GREFFIER : Cindy LEPERRE
COMPOSITION DE LA COUR LORS DU DÉLIBÉRÉ
Marie LE BRAS
: PRÉSIDENT DE CHAMBRE
Patrick SENDRAL
: CONSEILLER
Clotilde VANHOVE
: CONSEILLER
ARRÊT : Contradictoire
prononcé par sa mise à disposition au greffe le 31 Mai 2024,
les parties présentes en ayant été préalablement avisées dans les conditions prévues à l'article 450 du code de procédure civile, signé par Marie LE BRAS, Président et par Angelique AZZOLINI, greffier auquel la minute de la décision a été remise par le magistrat signataire.
ORDONNANCE DE CLÔTURE : rendue le 12 Mars 2024
EXPOSÉ DU LITIGE':
M. [X] [F] a été embauché par la SAS Transports Vermeesch à compter du 1er octobre 1984 en qualité de chauffeur routier poids lourd.
La convention collective des transports routiers et activités auxiliaires du transport est applicable à la relation de travail.

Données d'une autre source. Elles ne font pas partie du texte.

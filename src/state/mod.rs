mod despawn;
mod event_processing;
pub mod region;
pub mod unit;

pub use event_processing::Engine;
pub use region::GameMap;
pub use unit::{Unit, UnitType};

use crate::config::MAX_EVENTS;
use serde::{Deserialize, Serialize};
use serde_json::Value;
use std::collections::{BTreeMap, VecDeque};

/// Milliseconds since the Unix epoch
pub fn now_ms() -> i64 {
    chrono::Utc::now().timestamp_millis()
}

#[derive(Debug, Clone, Copy, PartialEq, Eq, Serialize, Deserialize)]
#[serde(rename_all = "lowercase")]
pub enum PlayerStatus {
    Active,
    Idle,
    Disconnected,
}

/// Player palette, in assignment order
#[derive(Debug, Clone, Copy, PartialEq, Eq, Serialize, Deserialize)]
#[serde(rename_all = "lowercase")]
pub enum PlayerColor {
    Blue,
    Red,
    Green,
    Yellow,
    Purple,
    Orange,
}

impl PlayerColor {
    pub const PALETTE: [PlayerColor; 6] = [
        PlayerColor::Blue,
        PlayerColor::Red,
        PlayerColor::Green,
        PlayerColor::Yellow,
        PlayerColor::Purple,
        PlayerColor::Orange,
    ];
}

#[derive(Debug, Clone, Default, PartialEq, Eq, Serialize, Deserialize)]
#[serde(rename_all = "camelCase")]
pub struct PlayerStats {
    pub tool_calls_total: u64,
    pub tool_calls_failed: u64,
    pub files_read: u64,
    pub files_written: u64,
    pub bash_commands_run: u64,
    pub subagents_spawned: u64,
}

/// One Claude Code session
#[derive(Debug, Clone, Serialize, Deserialize)]
#[serde(rename_all = "camelCase")]
pub struct Player {
    pub session_id: String,
    pub status: PlayerStatus,
    pub model: String,
    pub permission_mode: String,
    pub color: PlayerColor,
    pub joined_at: i64,
    pub last_activity_at: i64,
    pub commander: Unit,
    pub units: BTreeMap<String, Unit>,
    pub stats: PlayerStats,
}

impl Player {
    pub fn new(
        session_id: &str,
        model: &str,
        permission_mode: &str,
        color: PlayerColor,
        now: i64,
    ) -> Self {
        Self {
            session_id: session_id.to_string(),
            status: PlayerStatus::Active,
            model: model.to_string(),
            permission_mode: permission_mode.to_string(),
            color,
            joined_at: now,
            last_activity_at: now,
            commander: Unit::new(session_id, UnitType::Commander, "Commander", now),
            units: BTreeMap::new(),
            stats: PlayerStats::default(),
        }
    }

    /// Commander when `agent_id` is absent or unknown, else that sub-agent
    pub fn unit(&self, agent_id: Option<&str>) -> &Unit {
        agent_id
            .and_then(|id| self.units.get(id))
            .unwrap_or(&self.commander)
    }

    pub fn unit_mut(&mut self, agent_id: Option<&str>) -> &mut Unit {
        match agent_id.and_then(|id| self.units.get_mut(id)) {
            Some(unit) => unit,
            None => &mut self.commander,
        }
    }
}

#[derive(Debug, Clone, Copy, PartialEq, Eq, Serialize, Deserialize)]
#[serde(rename_all = "lowercase")]
pub enum ObjectiveStatus {
    Active,
    Completed,
}

#[derive(Debug, Clone, Serialize, Deserialize)]
#[serde(rename_all = "camelCase")]
pub struct Objective {
    pub task_id: String,
    pub subject: String,
    pub status: ObjectiveStatus,
    pub completed_at: Option<i64>,
}

#[derive(Debug, Clone, Copy, PartialEq, Eq, Serialize, Deserialize)]
#[serde(rename_all = "snake_case")]
pub enum GameEventType {
    PlayerJoined,
    PlayerLeft,
    UnitSpawned,
    UnitDespawned,
    UnitActionStart,
    UnitActionComplete,
    UnitActionFailed,
    UnitWaiting,
    ObjectiveCompleted,
    PlayerIdle,
    PlayerCompact,
    SessionClear,
}

/// Audit log entry; immutable once appended
#[derive(Debug, Clone, Serialize, Deserialize)]
#[serde(rename_all = "camelCase")]
pub struct GameEvent {
    pub id: String,
    pub tick: u64,
    pub timestamp: i64,
    pub player_id: String,
    pub unit_id: String,
    #[serde(rename = "type")]
    pub event_type: GameEventType,
    pub data: Value,
    pub message: String,
}

#[derive(Debug, Clone, Serialize, Deserialize)]
pub struct Repo {
    pub path: String,
    pub name: String,
}

impl Repo {
    pub fn from_path(path: &str) -> Self {
        let name = path
            .split(['/', '\\'])
            .filter(|s| !s.is_empty())
            .next_back()
            .unwrap_or("unknown")
            .to_string();
        Self {
            path: path.to_string(),
            name,
        }
    }
}

/// Root aggregate, serialized verbatim as the snapshot
#[derive(Debug, Clone, Serialize, Deserialize)]
#[serde(rename_all = "camelCase")]
pub struct GameState {
    pub tick: u64,
    pub timestamp: i64,
    pub repo: Repo,
    pub map: GameMap,
    pub players: BTreeMap<String, Player>,
    pub objectives: BTreeMap<String, Objective>,
    pub event_log: VecDeque<GameEvent>,
}

impl GameState {
    pub fn new(repo_path: &str) -> Self {
        Self {
            tick: 0,
            timestamp: now_ms(),
            repo: Repo::from_path(repo_path),
            map: GameMap::new(),
            players: BTreeMap::new(),
            objectives: BTreeMap::new(),
            event_log: VecDeque::new(),
        }
    }

    /// Advance the clock; every handled event calls this exactly once
    pub fn advance(&mut self, now: i64) {
        self.tick += 1;
        self.timestamp = now;
    }

    /// Append to the audit log, evicting the oldest entry past `MAX_EVENTS`
    pub fn push_event(&mut self, event: GameEvent) {
        self.event_log.push_back(event);
        while self.event_log.len() > MAX_EVENTS {
            self.event_log.pop_front();
        }
    }

    /// First palette color not held by a connected player other than `session_id`
    ///
    /// Falls back to the first palette entry once every color is taken.
    pub fn assign_color(&self, session_id: &str) -> PlayerColor {
        let used: Vec<PlayerColor> = self
            .players
            .values()
            .filter(|p| p.session_id != session_id && p.status != PlayerStatus::Disconnected)
            .map(|p| p.color)
            .collect();

        PlayerColor::PALETTE
            .into_iter()
            .find(|c| !used.contains(c))
            .unwrap_or(PlayerColor::PALETTE[0])
    }

    /// Serialize for the snapshot file and `GET /state`
    pub fn to_snapshot(&self) -> serde_json::Result<Vec<u8>> {
        serde_json::to_vec_pretty(self)
    }
}

#[cfg(test)]
mod tests {
    use super::*;
    use serde_json::json;

    fn event(n: u64) -> GameEvent {
        GameEvent {
            id: format!("evt-{n}"),
            tick: n,
            timestamp: 0,
            player_id: String::new(),
            unit_id: String::new(),
            event_type: GameEventType::PlayerIdle,
            data: json!({}),
            message: String::new(),
        }
    }

    #[test]
    fn test_repo_name() {
        assert_eq!(Repo::from_path("/home/me/project").name, "project");
        assert_eq!(Repo::from_path("/home/me/project/").name, "project");
        assert_eq!(Repo::from_path("").name, "unknown");
        assert_eq!(Repo::from_path("/").name, "unknown");
    }

    #[test]
    fn test_event_log_is_capped() {
        let mut state = GameState::new("/repo");
        for n in 1..=(MAX_EVENTS as u64 + 5) {
            state.push_event(event(n));
        }
        assert_eq!(state.event_log.len(), MAX_EVENTS);
        assert_eq!(state.event_log.front().unwrap().id, "evt-6");
        assert_eq!(state.event_log.back().unwrap().id, format!("evt-{}", MAX_EVENTS + 5));
    }

    #[test]
    fn test_assign_color_skips_connected_players() {
        let mut state = GameState::new("/repo");
        assert_eq!(state.assign_color("s1"), PlayerColor::Blue);

        state
            .players
            .insert("s1".into(), Player::new("s1", "m", "default", PlayerColor::Blue, 0));
        state
            .players
            .insert("s2".into(), Player::new("s2", "m", "default", PlayerColor::Red, 0));
        assert_eq!(state.assign_color("s3"), PlayerColor::Green);
        // A session never competes with its own previous color
        assert_eq!(state.assign_color("s1"), PlayerColor::Blue);

        state.players.get_mut("s1").unwrap().status = PlayerStatus::Disconnected;
        assert_eq!(state.assign_color("s3"), PlayerColor::Blue);
    }

    #[test]
    fn test_assign_color_falls_back_when_exhausted() {
        let mut state = GameState::new("/repo");
        for (i, color) in PlayerColor::PALETTE.into_iter().enumerate() {
            let id = format!("s{i}");
            state
                .players
                .insert(id.clone(), Player::new(&id, "m", "default", color, 0));
        }
        assert_eq!(state.assign_color("late"), PlayerColor::Blue);
    }

    #[test]
    fn test_unit_mut_falls_back_to_commander() {
        let mut player = Player::new("s1", "m", "default", PlayerColor::Blue, 0);
        player
            .units
            .insert("a1".into(), Unit::new("a1", UnitType::Scout, "Scout-1", 0));

        assert_eq!(player.unit_mut(Some("a1")).id, "a1");
        assert_eq!(player.unit_mut(Some("ghost")).id, "s1");
        assert_eq!(player.unit_mut(None).id, "s1");
        assert_eq!(player.unit(Some("a1")).id, "a1");
        assert_eq!(player.unit(Some("ghost")).id, "s1");
    }

    #[test]
    fn test_snapshot_shape() {
        let mut state = GameState::new("/repo");
        state.push_event(event(1));
        let v: Value = serde_json::from_slice(&state.to_snapshot().unwrap()).unwrap();
        assert_eq!(v["repo"]["name"], "repo");
        assert!(v["eventLog"].is_array());
        assert_eq!(v["eventLog"][0]["type"], "player_idle");
        assert!(v["players"].is_object());
        assert!(v["map"]["regions"].is_object());
    }
}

Les parties sont convenues de la suspension du contrat de travail de M. [F] entre le 21 mars et août 2012 en raison de la suspension de son permis de conduire.
M. [F] ayant informé son employeur que son permis de conduire venait d'être à nouveau invalidé, une rencontre de concertation a été organisée le 1er février 2013 en application des dispositions de l'accord du 13 novembre 1992 portant diverses mesures d'accompagnement des dispositions relatives au permis à points et annexé à la convention collective applicable.
Dans un écrit de la même date signé par M. [F], il est fait état de l'accord des parties pour suspendre son contrat de travail 'jusqu'à ce qu'il recouvre son permis de conduire' et de 'faire un point sur la situation de M. [F] au plus tard dans 6 mois'.
Par courrier du 19 décembre 2017, M. [F] a demandé à son employeur de régulariser sa situation, soutenant que son contrat n'a été ni rompu, ni suspendu officiellement et réclamant le versement de l'intégralité des salaires.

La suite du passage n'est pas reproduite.